Talking about high intensity and also challenges, what was the most challenging part for you during the program itself? Where do you think you learned the most?

Iago:


For me coming into artificial intelligence was a start from zero so I learned a lot. For deep learning, we had one specific week on deep learning and then the natural language processing that took a lot from that. I guess that's where I would say, quantitatively, that I learned the most. Also learning different languages that I was not familiar with, like R and SQL.

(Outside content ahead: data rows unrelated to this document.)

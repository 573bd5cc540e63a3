//! A world-geometry compiler that turns a static **Binary Space Partitioning
//! (BSP)** tree of raw polygons into a small number of large, GPU-ready mesh
//! chunks.
//!
//! Leaf polygons are deduplicated and fan-triangulated into per-shader
//! [`SubMesh`](chunk::SubMesh)es grouped under *chunk roots*, then merged
//! upward through the tree while the merged region stays under a light-count
//! budget. A final pass lifts water into a few very large meshes. Texture
//! references are resolved to slots of three shared texture arrays (opaque,
//! transparent, water) as they are met.
//!
//! The asset loader, lighting system and renderer are collaborators behind
//! the traits in [`source`].
//!
//! # Features
//! #### Default
//! - **f32**: use f32 as Real
//! - **parallel**: use rayon for the light-bounded merge
//!
//! #### Optional
//! - **f64**: use f64 as Real, this conflicts with f32
//! - **serde**: `Serialize`/`Deserialize` for configuration and input data

#![forbid(unsafe_code)]
#![deny(unused)]
#![warn(clippy::missing_const_for_fn, clippy::approx_constant, clippy::all)]

pub mod aabb;
pub mod atlas;
pub mod bsp;
pub mod chunk;
pub mod config;
pub mod errors;
pub mod float_types;
pub mod material;
pub mod polygon;
pub mod source;

#[cfg(any(all(feature = "f64", feature = "f32"), not(any(feature = "f64", feature = "f32"))))]
compile_error!("Either 'f64' or 'f32' feature must be specified, but not both");

pub use chunk::{Chunk, ChunkCompiler, CompileOutput};
pub use config::CompilerConfig;
pub use errors::{AtlasError, CompileError};

/// Everything needed to describe a world and compile it
pub mod prelude {
    pub use crate::aabb::Aabb;
    pub use crate::atlas::texture::{PixelFormat, TextureMetadata};
    pub use crate::atlas::{AtlasCategory, AtlasLayout};
    pub use crate::bsp::tree::TreeBuilder;
    pub use crate::bsp::{BspNode, BspTree};
    pub use crate::chunk::{CancelToken, Chunk, ChunkCompiler, CompileOutput, ShaderClass};
    pub use crate::config::CompilerConfig;
    pub use crate::errors::CompileError;
    pub use crate::material::{Material, MaterialGroup, UvScroll};
    pub use crate::polygon::{Polygon, VertexFeature};
    pub use crate::source::{
        LightQuery, PointLight, PointLights, TextureSource, TextureTable, WorldData, WorldSource,
    };
}
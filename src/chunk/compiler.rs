//! Top-level driver: walk, merge, clamp, finalize

use crate::aabb::Aabb;
use crate::atlas::{AtlasCategory, AtlasLayout, TextureAtlasAllocator};
use crate::chunk::clamp::clamp_shader_height;
use crate::chunk::expand::{ExpandStats, LeafExpander};
use crate::chunk::merge::{MergeOps, MergeRecord, agglomerate};
use crate::chunk::walk::walk;
use crate::chunk::{ChunkMap, ShaderClass, SubMesh};
use crate::config::CompilerConfig;
use crate::errors::CompileError;
use crate::source::{LightQuery, TextureSource, WorldSource};
use std::sync::Arc;
use std::sync::atomic::{AtomicBool, Ordering};

/// Shared flag for abandoning a compilation, e.g. on scene unload.
///
/// Checked before the walk and between merge iterations.
#[derive(Debug, Clone, Default)]
pub struct CancelToken(Arc<AtomicBool>);

impl CancelToken {
    pub fn new() -> Self {
        Self::default()
    }

    pub fn cancel(&self) {
        self.0.store(true, Ordering::Relaxed);
    }

    pub fn is_cancelled(&self) -> bool {
        self.0.load(Ordering::Relaxed)
    }

    pub fn check(&self) -> Result<(), CompileError> {
        if self.is_cancelled() {
            Err(CompileError::Cancelled)
        } else {
            Ok(())
        }
    }
}

/// A finished chunk: one draw unit for the renderer.
#[derive(Debug, Clone, PartialEq)]
pub struct Chunk {
    /// Node the chunk ended up anchored at
    pub root: usize,
    pub mesh: SubMesh,
}

impl Chunk {
    #[inline]
    pub fn shader(&self) -> ShaderClass {
        self.mesh.shader()
    }

    #[inline]
    pub fn category(&self) -> AtlasCategory {
        self.mesh.category
    }

    #[inline]
    pub fn material(&self) -> usize {
        self.mesh.material
    }

    #[inline]
    pub fn triangle_count(&self) -> usize {
        self.mesh.triangle_count()
    }

    #[inline]
    pub fn vertex_count(&self) -> usize {
        self.mesh.vertex_count()
    }

    pub fn bounds(&self) -> Option<Aabb> {
        self.mesh.bounds()
    }
}

/// What happened during one compilation.
#[derive(Debug, Clone, Default, PartialEq)]
pub struct CompileStats {
    pub expand: ExpandStats,
    pub roots_after_walk: usize,
    pub roots_after_merge: usize,
    pub roots_after_clamp: usize,
    pub chunks: usize,
    pub merge_iterations: usize,
    pub merge_records: Vec<MergeRecord>,
}

#[derive(Debug, Clone, PartialEq)]
pub struct CompileOutput {
    /// Surviving chunks, ordered by root then shader class
    pub chunks: Vec<Chunk>,
    pub atlas: AtlasLayout,
    pub stats: CompileStats,
}

impl CompileOutput {
    pub fn triangle_count(&self) -> usize {
        self.chunks.iter().map(Chunk::triangle_count).sum()
    }

    pub fn chunks_of(&self, shader: ShaderClass) -> impl Iterator<Item = &Chunk> {
        self.chunks.iter().filter(move |c| c.shader() == shader)
    }
}

/// Flatten the mapping into chunks, reversing every buffer in place.
pub fn finalize(chunks: ChunkMap) -> Vec<Chunk> {
    chunks
        .into_iter()
        .flat_map(|(root, group)| {
            group.into_values().map(move |mut mesh| {
                mesh.reverse();
                Chunk { root, mesh }
            })
        })
        .collect()
}

/// Compiles a BSP world into renderer-ready chunks.
///
/// ```rust
/// # use bspchunk::prelude::*;
/// # use nalgebra::{Point3, Vector2, Vector3};
/// let bb = Aabb::new(Point3::origin(), Point3::new(1.0, 1.0, 1.0));
/// let mut tree = TreeBuilder::new(bb, &[]);
/// tree.add_front(0, bb, &[0]);
/// let feature = VertexFeature::new(Vector2::zeros(), Vector3::z(), [255; 4]);
/// let world = WorldData::new(
///     tree.build(),
///     vec![Point3::origin(), Point3::new(1.0, 0.0, 0.0), Point3::new(0.0, 1.0, 0.0)],
///     vec![Polygon::new(vec![0, 1, 2], vec![feature; 3], 0)],
///     vec![Material::new("floor")],
/// );
/// let mut textures = TextureTable::new();
/// textures.insert("floor", TextureMetadata::new(256, 256, 9, PixelFormat::Bc1));
///
/// let output = ChunkCompiler::default()
///     .compile(&world, &textures, &PointLights::default())
///     .unwrap();
/// assert_eq!(output.chunks.len(), 1);
/// assert_eq!(output.triangle_count(), 1);
/// ```
#[derive(Debug, Clone, Default)]
pub struct ChunkCompiler {
    config: CompilerConfig,
    cancel: CancelToken,
}

impl ChunkCompiler {
    pub fn new(config: CompilerConfig) -> Self {
        Self {
            config,
            cancel: CancelToken::new(),
        }
    }

    pub fn with_cancel_token(mut self, cancel: CancelToken) -> Self {
        self.cancel = cancel;
        self
    }

    pub const fn config(&self) -> &CompilerConfig {
        &self.config
    }

    /// Compile with the default merge implementation
    #[cfg(not(feature = "parallel"))]
    pub fn compile<W, T>(
        &self,
        world: &W,
        textures: &T,
        lights: &dyn LightQuery,
    ) -> Result<CompileOutput, CompileError>
    where
        W: WorldSource + ?Sized,
        T: TextureSource + ?Sized,
    {
        self.compile_with(&crate::chunk::merge::SerialMergeOps::new(), world, textures, lights)
    }

    #[cfg(feature = "parallel")]
    pub fn compile<W, T>(
        &self,
        world: &W,
        textures: &T,
        lights: &dyn LightQuery,
    ) -> Result<CompileOutput, CompileError>
    where
        W: WorldSource + ?Sized,
        T: TextureSource + ?Sized,
    {
        self.compile_with(&crate::chunk::merge::ParallelMergeOps::new(), world, textures, lights)
    }

    /// Compile with an explicit merge implementation
    pub fn compile_with<W, T>(
        &self,
        ops: &impl MergeOps,
        world: &W,
        textures: &T,
        lights: &dyn LightQuery,
    ) -> Result<CompileOutput, CompileError>
    where
        W: WorldSource + ?Sized,
        T: TextureSource + ?Sized,
    {
        self.config.validate()?;
        self.cancel.check()?;

        let tree = world.bsp_tree();
        tree.validate(world.polygon_count())?;

        let mut atlas = TextureAtlasAllocator::new(
            self.config.reference_atlas_size,
            self.config.max_atlas_texture_size,
        );
        let mut expander = LeafExpander::new();
        let chunks = walk(world, textures, &mut atlas, &mut expander)?;

        let mut stats = CompileStats {
            expand: expander.stats,
            roots_after_walk: chunks.root_count(),
            ..Default::default()
        };

        let merged = agglomerate(
            ops,
            tree,
            lights,
            self.config.effective_light_cap(),
            chunks,
            &self.cancel,
        )?;
        stats.roots_after_merge = merged.chunks.root_count();
        stats.merge_iterations = merged.iterations;
        stats.merge_records = merged.records;

        let chunks = match self.config.height_clamped_shader {
            Some(shader) => clamp_shader_height(
                tree,
                merged.chunks,
                shader,
                self.config.water_tree_height_limit,
            )?,
            None => merged.chunks,
        };
        stats.roots_after_clamp = chunks.root_count();

        let chunks = finalize(chunks);
        stats.chunks = chunks.len();

        log::info!(
            "compiled {} polygons into {} chunks ({} triangles, {} atlas textures, {} merge iterations)",
            stats.expand.polygons_emitted,
            stats.chunks,
            stats.expand.triangles,
            atlas.len(),
            stats.merge_iterations
        );

        Ok(CompileOutput {
            chunks,
            atlas: atlas.into_layout(),
            stats,
        })
    }
}

#[cfg(test)]
mod tests {
    use super::*;

    #[test]
    fn cancel_token_is_shared_between_clones() {
        let token = CancelToken::new();
        let clone = token.clone();
        assert!(token.check().is_ok());
        clone.cancel();
        assert!(token.is_cancelled());
        assert_eq!(token.check(), Err(CompileError::Cancelled));
    }

    #[test]
    fn finalize_orders_by_root_then_shader() {
        let mut map = ChunkMap::new();
        for (root, category) in [
            (7, AtlasCategory::Water),
            (3, AtlasCategory::Transparent),
            (3, AtlasCategory::Opaque),
        ] {
            let mut mesh = SubMesh::new(category, 0);
            mesh.push_triangle([0, 0, 0]);
            map.group_mut(root).insert(mesh.shader(), mesh);
        }
        let order: Vec<_> = finalize(map)
            .iter()
            .map(|c| (c.root, c.shader()))
            .collect();
        assert_eq!(
            order,
            vec![
                (3, ShaderClass::WorldLit),
                (3, ShaderClass::AlphaCutout),
                (7, ShaderClass::Water)
            ]
        );
    }
}
//! Static Binary Space Partitioning (BSP) trees as supplied by the asset loader
//!
//! Nodes live in a flat arena and refer to each other by index, so walking
//! up (parent) or down (front/back) never involves shared ownership.

pub mod node;
pub mod tree;

pub use node::BspNode;
pub use tree::BspTree;
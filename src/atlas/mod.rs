//! Texture-atlas index allocation
//!
//! Every distinct texture key gets a stable slot in one of three texture
//! arrays ([`AtlasCategory`]). Slots are handed out lazily, in the order the
//! compiler first meets each key, so a deterministic walk yields a
//! deterministic atlas. Pixel storage is the renderer's business; this module
//! only decides *where* a texture goes and how UVs must be scaled to sample it.

pub mod texture;

use crate::errors::AtlasError;
use crate::float_types::{Real, real_from_u32};
use crate::material::Material;
use crate::source::TextureSource;
use hashbrown::HashMap;
use nalgebra::{Vector2, Vector4};
use texture::{PixelFormat, TextureMetadata};

/// Which texture array a texture is packed into.
#[derive(Debug, Clone, Copy, PartialEq, Eq, Hash, PartialOrd, Ord)]
#[cfg_attr(feature = "serde", derive(serde::Serialize, serde::Deserialize))]
pub enum AtlasCategory {
    Opaque,
    Transparent,
    Water,
}

impl AtlasCategory {
    pub const ALL: [AtlasCategory; 3] = [Self::Opaque, Self::Transparent, Self::Water];

    /// Water materials always go to the water array; everything else is
    /// decided by pixel format, with unknown formats treated as transparent.
    pub fn classify(material: &Material, pixel_format: PixelFormat) -> Self {
        if material.is_water() {
            Self::Water
        } else if pixel_format.is_block_compressed_opaque() {
            Self::Opaque
        } else {
            Self::Transparent
        }
    }

    #[inline]
    const fn index(self) -> usize {
        match self {
            Self::Opaque => 0,
            Self::Transparent => 1,
            Self::Water => 2,
        }
    }
}

/// One allocated atlas slot.
#[derive(Debug, Clone, PartialEq)]
#[cfg_attr(feature = "serde", derive(serde::Serialize, serde::Deserialize))]
pub struct AtlasEntry {
    pub texture_key: String,
    pub category: AtlasCategory,
    pub slot: u32,
    /// Texture size relative to the atlas reference size
    pub scale: Vector2<Real>,
    /// Number of mip levels kept for this texture (at least 1)
    pub mip_depth: u32,
}

impl AtlasEntry {
    pub fn handle(&self) -> AtlasHandle {
        AtlasHandle {
            category: self.category,
            slot: self.slot,
            scale: self.scale,
            mip_depth: self.mip_depth,
        }
    }
}

/// The part of an [`AtlasEntry`] vertex emission needs, without the key.
#[derive(Debug, Clone, Copy, PartialEq)]
pub struct AtlasHandle {
    pub category: AtlasCategory,
    pub slot: u32,
    pub scale: Vector2<Real>,
    pub mip_depth: u32,
}

impl AtlasHandle {
    #[inline]
    pub const fn max_mip_level(&self) -> u32 {
        self.mip_depth.saturating_sub(1)
    }

    /// Scale a source UV into the slot and pack `(slot, max mip level)` into
    /// the `z`/`w` channels.
    ///
    /// ```rust
    /// # use bspchunk::atlas::{AtlasCategory, AtlasHandle};
    /// # use nalgebra::{Vector2, Vector4};
    /// let handle = AtlasHandle {
    ///     category: AtlasCategory::Opaque,
    ///     slot: 3,
    ///     scale: Vector2::new(0.5, 0.25),
    ///     mip_depth: 8,
    /// };
    /// assert_eq!(handle.pack_uv(&Vector2::new(1.0, 2.0)), Vector4::new(0.5, 0.5, 3.0, 7.0));
    /// ```
    pub fn pack_uv(&self, uv: &Vector2<Real>) -> Vector4<Real> {
        Vector4::new(
            uv.x * self.scale.x,
            uv.y * self.scale.y,
            real_from_u32(self.slot),
            real_from_u32(self.max_mip_level()),
        )
    }
}

#[derive(Debug, Clone, Default)]
struct CategorySlots {
    entries: Vec<AtlasEntry>,
    by_key: HashMap<String, u32>,
}

/// Lookup-or-allocate table for the three atlas categories.
///
/// Not thread safe by contract: the compiler only uses it from its
/// single-threaded tree walk.
#[derive(Debug, Clone)]
pub struct TextureAtlasAllocator {
    reference_size: u32,
    max_texture_size: u32,
    categories: [CategorySlots; 3],
    /// Loader results, including misses, so each key is loaded at most once
    metadata: HashMap<String, Option<TextureMetadata>>,
}

impl TextureAtlasAllocator {
    pub fn new(reference_size: u32, max_texture_size: u32) -> Self {
        Self {
            reference_size: reference_size.max(1),
            max_texture_size: max_texture_size.max(1),
            categories: Default::default(),
            metadata: HashMap::new(),
        }
    }

    fn load_metadata(
        &mut self,
        key: &str,
        textures: &(impl TextureSource + ?Sized),
    ) -> Result<TextureMetadata, AtlasError> {
        let cached = match self.metadata.get(key) {
            Some(cached) => *cached,
            None => {
                let loaded = textures.texture_metadata(key);
                if loaded.is_none() {
                    log::warn!("texture '{key}' has no metadata; polygons using it are skipped");
                }
                self.metadata.insert(key.to_owned(), loaded);
                loaded
            },
        };
        cached.ok_or_else(|| AtlasError::TextureNotFound(key.to_owned()))
    }

    /// Find or allocate the atlas slot for `material`'s texture.
    pub fn resolve(
        &mut self,
        material: &Material,
        textures: &(impl TextureSource + ?Sized),
    ) -> Result<AtlasHandle, AtlasError> {
        let key = material.texture_key.as_str();
        let metadata = self.load_metadata(key, textures)?;
        let category = AtlasCategory::classify(material, metadata.pixel_format);

        let slots = &mut self.categories[category.index()];
        if let Some(&slot) = slots.by_key.get(key) {
            return Ok(slots.entries[slot as usize].handle());
        }

        if metadata.width == 0 || metadata.height == 0 {
            return Err(AtlasError::InvalidTexture {
                key: key.to_owned(),
                reason: format!("zero-sized ({}x{})", metadata.width, metadata.height),
            });
        }

        let (width, height, mip_depth) = metadata.fit_within(self.max_texture_size);
        if (width, height) != (metadata.width, metadata.height) {
            log::debug!(
                "texture '{key}' downsampled from {}x{} to {width}x{height} for the atlas",
                metadata.width,
                metadata.height
            );
        }

        let reference = real_from_u32(self.reference_size);
        let slot = slots.entries.len() as u32;
        let entry = AtlasEntry {
            texture_key: key.to_owned(),
            category,
            slot,
            scale: Vector2::new(real_from_u32(width) / reference, real_from_u32(height) / reference),
            mip_depth,
        };
        log::trace!("atlas {category:?} slot {slot} <- '{key}'");
        let handle = entry.handle();
        slots.by_key.insert(key.to_owned(), slot);
        slots.entries.push(entry);
        Ok(handle)
    }

    /// Entries of one category, in slot order
    pub fn entries(&self, category: AtlasCategory) -> &[AtlasEntry] {
        &self.categories[category.index()].entries
    }

    pub fn len(&self) -> usize {
        self.categories.iter().map(|c| c.entries.len()).sum()
    }

    pub fn is_empty(&self) -> bool {
        self.len() == 0
    }

    /// Hand the allocation result to the renderer
    pub fn into_layout(self) -> AtlasLayout {
        let [opaque, transparent, water] = self.categories.map(|c| c.entries);
        AtlasLayout {
            opaque,
            transparent,
            water,
        }
    }
}

/// Final slot assignment for each texture array, in slot order.
#[derive(Debug, Clone, Default, PartialEq)]
#[cfg_attr(feature = "serde", derive(serde::Serialize, serde::Deserialize))]
pub struct AtlasLayout {
    pub opaque: Vec<AtlasEntry>,
    pub transparent: Vec<AtlasEntry>,
    pub water: Vec<AtlasEntry>,
}

impl AtlasLayout {
    pub fn entries(&self, category: AtlasCategory) -> &[AtlasEntry] {
        match category {
            AtlasCategory::Opaque => &self.opaque,
            AtlasCategory::Transparent => &self.transparent,
            AtlasCategory::Water => &self.water,
        }
    }
}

As I mentioned before, SQL was challenging. In the beginning, I had the feeling of jumping into the cold water, but I don't think there was a point where I was overwhelmed. I think also the course adapts in a way to what you can expect. There are always exercises of different difficulty, and maybe you cannot make the top-level ones by yourself, but you can always learn from every lecture and every exercise, getting the important message.


Asigmo:

Was there anything that stood out to you, maybe a person or a field that you didn't quite expect to be in the course, some new perspective onto data science?

Iago:

For example, natural language processing. To be honest I didn't even know what it was when I first read about it in the syllabus. I googled NLP and I got neuro-linguistic programming, which was something about psychology. I thought, okay, this doesn't really fit in here. Then of course, with a bit more research I got that it is natural language processing and it was a big surprise. I really enjoyed it. I saw something that was very new and that I was not looking at but that it is extremely powerful and doable. Anyone can work with it, can do something out of it. So, it’s not just a showcase. It really is something that you can put to work.


Asigmo:

Who would you recommend this program to?

Iago:

The only demand is one should know a bit of Python or at least of statistics. I would recommend it to anyone. I would recommend it also to the people who are making the decisions up the chain. You don't have to become an expert, but you at least should be familiarized with all these terms and what is out there. I realized that at times the people that make the decisions have no clue about this kind of field. They need to know because this thing is growing so fast. Sometimes they are the bottleneck. I see that sometimes people have the wrong impression and they think that data science is going to solve all the problems and what people would need is a more educated vision on the field.

Knowing about the limitations, knowing what you can expect from the data and how to look for and what you could be biased too, what could lead to misinterpretation, and so on.